32 CFR 291.3 - Definitions.

§ 291.3 Definitions.
(a) FOIA Request. A written request for DNA records made by any person, including a member of the public (U.S. or foreign citizen), an organization, or a business, but not including a Federal agency or a fugitive from the law that either explicitly or implicitly invokes the FOIA (5 U.S.C. 552), 32 CFR part 285, 286, or this part.
(b) Agency record.
(1) The products of data compilation, such as all books, papers, maps, and photographs, machine readable materials or other documentary materials, regardless of physical form or characteristics, made or received by an agency of the United States Government under Federal law in connection with the transaction of public business and in DNA's possession and control at the time the FOIA request is made.
(2) The following are not included within the definition of the word record:
(i) Objects or articles, such as structures, furniture, vehicles and equipment, whatever their historical value, or value as evidence.
(ii) Administrative tools by which records are created, stored, and retrieved, if not created or used as sources of information about organizations, policies, functions, decisions, or procedures of a DNA organization. Normally, computer software, including source code, object code, and listings of source and object codes, regardless of medium are not agency records. (This does not include the underlying data which is processed and produced by such software and which may in some instances be stored with the software.) Exceptions to this position are outlined in paragraph (b)(3) of this section.

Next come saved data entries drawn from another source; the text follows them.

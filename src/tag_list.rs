// dkim-parse – extraction and verification of DKIM signatures
// Copyright © 2022–2023 David Bürgin <dbuergin@gluet.ch>
//
// This program is free software: you can redistribute it and/or modify it under
// the terms of the GNU General Public License as published by the Free Software
// Foundation, either version 3 of the License, or (at your option) any later
// version.
//
// This program is distributed in the hope that it will be useful, but WITHOUT
// ANY WARRANTY; without even the implied warranty of MERCHANTABILITY or FITNESS
// FOR A PARTICULAR PURPOSE. See the GNU General Public License for more
// details.
//
// You should have received a copy of the GNU General Public License along with
// this program. If not, see <https://www.gnu.org/licenses/>.

//! Tag=value lists, RFC 6376, section 3.2.

use base64ct::{Base64, Encoding};
use std::collections::HashSet;

#[derive(Clone, Copy, Debug, Eq, PartialEq)]
pub enum TagListParseError {
    DuplicateTag,
    Syntax,
}

#[derive(Debug, Eq, PartialEq)]
pub struct TagSpec<'a> {
    pub name: &'a str,
    pub value: &'a str,
}

#[derive(Debug, Eq, PartialEq)]
pub struct TagList<'a>(Vec<TagSpec<'a>>);

impl<'a> AsRef<[TagSpec<'a>]> for TagList<'a> {
    fn as_ref(&self) -> &[TagSpec<'a>] {
        &self.0
    }
}

impl<'a> TagList<'a> {
    pub fn parse(input: &'a str) -> Result<Self, TagListParseError> {
        let mut segments: Vec<_> = input.split(';').collect();

        // tag-list = tag-spec *( ";" tag-spec ) [ ";" ]
        if segments.len() > 1 && is_blank(segments[segments.len() - 1]) {
            segments.pop();
        }

        let mut tags = Vec::with_capacity(segments.len());
        let mut names_seen = HashSet::new();

        for segment in segments {
            let tag = parse_tag_spec(segment).ok_or(TagListParseError::Syntax)?;
            if !names_seen.insert(tag.name) {
                return Err(TagListParseError::DuplicateTag);
            }
            tags.push(tag);
        }

        Ok(Self(tags))
    }

    pub fn get(&self, name: &str) -> Option<&'a str> {
        self.0.iter().find(|tag| tag.name == name).map(|tag| tag.value)
    }
}

fn parse_tag_spec(segment: &str) -> Option<TagSpec<'_>> {
    if !is_well_formed_fws(segment) {
        return None;
    }

    let (name, value) = segment.split_once('=')?;

    let name = trim_fws(name);
    let value = trim_fws(value);

    if !is_tag_name(name) || !is_tag_value(value) {
        return None;
    }

    Some(TagSpec { name, value })
}

fn is_fws_char(c: char) -> bool {
    matches!(c, ' ' | '\t' | '\r' | '\n')
}

fn trim_fws(s: &str) -> &str {
    s.trim_matches(is_fws_char)
}

fn is_blank(s: &str) -> bool {
    s.chars().all(is_fws_char)
}

// CR and LF may occur only as CRLF followed by WSP.
fn is_well_formed_fws(s: &str) -> bool {
    let mut lines = s.split("\r\n");
    let first_ok = matches!(lines.next(), Some(l) if !l.contains(['\r', '\n']));
    first_ok && lines.all(|l| l.starts_with([' ', '\t']) && !l.contains(['\r', '\n']))
}

fn is_tag_name(s: &str) -> bool {
    let mut chars = s.chars();
    matches!(chars.next(), Some(c) if c.is_ascii_alphabetic())
        && chars.all(|c| c.is_ascii_alphanumeric() || c == '_')
}

fn is_tag_value(s: &str) -> bool {
    s.chars().all(|c| is_tval_char(c) || is_fws_char(c))
}

/// Printable ASCII except `;`, or any non-ASCII character.
pub fn is_tval_char(c: char) -> bool {
    matches!(c, '!'..=':' | '<'..='~') || !c.is_ascii()
}

pub fn strip_fws_from_tag_value(value: &str) -> String {
    value.chars().filter(|&c| !is_fws_char(c)).collect()
}

pub fn parse_colon_separated_tag_value(value: &str) -> Vec<&str> {
    value.split(':').map(trim_fws).collect()
}

pub fn parse_base64_tag_value(value: &str) -> Result<Vec<u8>, TagListParseError> {
    let value = strip_fws_from_tag_value(value);
    Base64::decode_vec(&value).map_err(|_| TagListParseError::Syntax)
}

(iii) Anything that is not a tangible or documentary record, such as an individual's memory or oral communication.
(iv) Personal records of an individual not subject to agency creation or retention requirements, created and maintained primarily for the convenience of an agency employee, and not distributed to other agency employees for their official use.

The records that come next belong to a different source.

// dkim-parse – extraction and verification of DKIM signatures
// Copyright © 2022–2023 David Bürgin <dbuergin@gluet.ch>
//
// This program is free software: you can redistribute it and/or modify it under
// the terms of the GNU General Public License as published by the Free Software
// Foundation, either version 3 of the License, or (at your option) any later
// version.
//
// This program is distributed in the hope that it will be useful, but WITHOUT
// ANY WARRANTY; without even the implied warranty of MERCHANTABILITY or FITNESS
// FOR A PARTICULAR PURPOSE. See the GNU General Public License for more
// details.
//
// You should have received a copy of the GNU General Public License along with
// this program. If not, see <https://www.gnu.org/licenses/>.

//! Hashing and signature verification primitives.
//!
//! Public keys published in DNS come in two encodings for each key type. RSA
//! keys are read as SubjectPublicKeyInfo first and as bare RSAPublicKey
//! second; the first is what signers actually publish, although RFC 6376
//! names the second. Ed25519 keys are read as the 32 raw key bytes of RFC 8463
//! first and as SubjectPublicKeyInfo (the OpenSSL default output) second.

mod ed25519;
mod hash;
mod rsa;

pub use self::{
    ed25519::{read_ed25519_verifying_key, verify_ed25519},
    hash::digest_slices,
    rsa::{read_rsa_public_key, rsa_public_key_size, verify_rsa},
};

use crate::util::CanonicalStr;
use ::rsa::RsaPublicKey;
use ed25519_dalek::VerifyingKey as Ed25519VerifyingKey;
use std::{
    error::Error,
    fmt::{self, Display, Formatter},
};

/// The smallest RSA key accepted under any configuration.
#[cfg(not(feature = "pre-rfc8301"))]
pub const MIN_RSA_KEY_BITS: usize = 1024;
#[cfg(feature = "pre-rfc8301")]
pub const MIN_RSA_KEY_BITS: usize = 512;

/// A key type, as named in the k= tag of a key record.
#[derive(Clone, Copy, Debug, Eq, Hash, PartialEq)]
pub enum KeyType {
    Rsa,
    Ed25519,
}

impl CanonicalStr for KeyType {
    fn canonical_str(&self) -> &'static str {
        match self {
            Self::Rsa => "rsa",
            Self::Ed25519 => "ed25519",
        }
    }
}

impl Display for KeyType {
    fn fmt(&self, f: &mut Formatter<'_>) -> fmt::Result {
        f.write_str(self.canonical_str())
    }
}

/// A hash algorithm.
#[derive(Clone, Copy, Debug, Eq, Hash, PartialEq)]
pub enum HashAlgorithm {
    Sha256,
    #[cfg(feature = "pre-rfc8301")]
    Sha1,
}

impl CanonicalStr for HashAlgorithm {
    fn canonical_str(&self) -> &'static str {
        match self {
            Self::Sha256 => "sha256",
            #[cfg(feature = "pre-rfc8301")]
            Self::Sha1 => "sha1",
        }
    }
}

impl Display for HashAlgorithm {
    fn fmt(&self, f: &mut Formatter<'_>) -> fmt::Result {
        f.write_str(self.canonical_str())
    }
}

/// A public key ready for verification.
#[derive(Debug)]
pub enum VerifyingKey {
    Rsa(RsaPublicKey),
    Ed25519(Ed25519VerifyingKey),
}

impl VerifyingKey {
    /// Decodes key data from the p= tag of a key record.
    pub fn from_key_data(key_type: KeyType, key_data: &[u8]) -> Result<Self, VerificationError> {
        match key_type {
            KeyType::Rsa => read_rsa_public_key(key_data).map(Self::Rsa),
            KeyType::Ed25519 => read_ed25519_verifying_key(key_data).map(Self::Ed25519),
        }
    }

    pub fn key_type(&self) -> KeyType {
        match self {
            Self::Rsa(_) => KeyType::Rsa,
            Self::Ed25519(_) => KeyType::Ed25519,
        }
    }

    /// The modulus size in bits, for RSA keys.
    pub fn key_size(&self) -> Option<usize> {
        match self {
            Self::Rsa(public_key) => Some(rsa_public_key_size(public_key)),
            Self::Ed25519(_) => None,
        }
    }

    /// Verifies `signature_data` over the already computed `data_hash`.
    pub fn verify(
        &self,
        hash_alg: HashAlgorithm,
        data_hash: &[u8],
        signature_data: &[u8],
    ) -> Result<(), VerificationError> {
        match self {
            Self::Rsa(public_key) => verify_rsa(hash_alg, public_key, data_hash, signature_data),
            Self::Ed25519(verifying_key) => verify_ed25519(verifying_key, data_hash, signature_data),
        }
    }
}

#[derive(Clone, Copy, Debug, Eq, Hash, PartialEq)]
pub enum VerificationError {
    InvalidKey,
    InsufficientKeySize,
    InvalidSignature,
    VerificationFailure,
}

impl Display for VerificationError {
    fn fmt(&self, f: &mut Formatter<'_>) -> fmt::Result {
        match self {
            Self::InvalidKey => write!(f, "invalid key data"),
            Self::InsufficientKeySize => write!(f, "key too small"),
            Self::InvalidSignature => write!(f, "invalid signature data"),
            Self::VerificationFailure => write!(f, "signature verification failed"),
        }
    }
}

impl Error for VerificationError {}
pub mod backup_server;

(v) Information stored within a computer for which there is no existing computer program for retrieval of the requested information.
(3) In some instances, computer software may have to be treated as an agency record and processed under the FOIA. These situations are rare, and shall be treated on a case-by-case basis. Examples of when computer software may have to be treated as an agency record are:
(i) When the data is embedded within the software and cannot be extracted without the software. In this situation, both the data and the software must be reviewed for release or denial under the FOIA.
(ii) Where the software itself reveals information about organizations, policies, functions, decisions, or procedures of a DNA office, such as computer models used to forecast budget outlays, calculate retirement system costs, or optimization models on travel costs.
(iii) Refer to § 291.8(b) exemptions 2, 4 and 5 for guidance on release determinations of computer software.
(4) If unaltered publications and processed documents, such as regulations, manuals, maps, charts, and related geophysical materials are available to the public through an established distribution system with or without charge, the provisions of 5 U.S.C. 552(a)(3) normally do not apply and they need not be processed under the FOIA. Normally, documents disclosed to the public by publication in the Federal Register also require no processing under the FOIA. In such cases, PAO will direct the requester to the appropriate source, to obtain the record.
(d) Initial denial authority (IDA). The Deputy Director (DDIR), DNA, has the authority to withhold records requested under the FOIA for one or more of the nine categories (set forth § 291.8) of records exempt from mandatory disclosure.
(e) Appellate authority. The Director, DNA.
(f) Administrative appeal. A request by a member of the general public, made under the FOIA, asking the appellate authority of a DoD Component (Director, DNA) to reverse an IDA decision to withhold all or part of a requested record or to deny a request for a waiver or reduction of fees.
(g) Public interest. Public interest is official information that sheds light on an agency's performance of its statutory duties because it falls within the statutory purpose of the FOIA in informing citizens about what their government is doing. That statutory purpose, however, is not fostered by disclosure of information about private citizens that is accumulated in various governmental files that reveals little or nothing about an agency's or official's own conduct.
(h) Electronic data. Electronic data are those records and information which are created, stored, and retrievable by electronic means. This does not include computer software, which is the tool by which to create, store, or retrieve electronic data. Refer to paragraphs (b) (2) and (3) of this section for a discussion of computer software.

Title 32 published on 2013-07-01

no entries appear in the Federal Register after this date.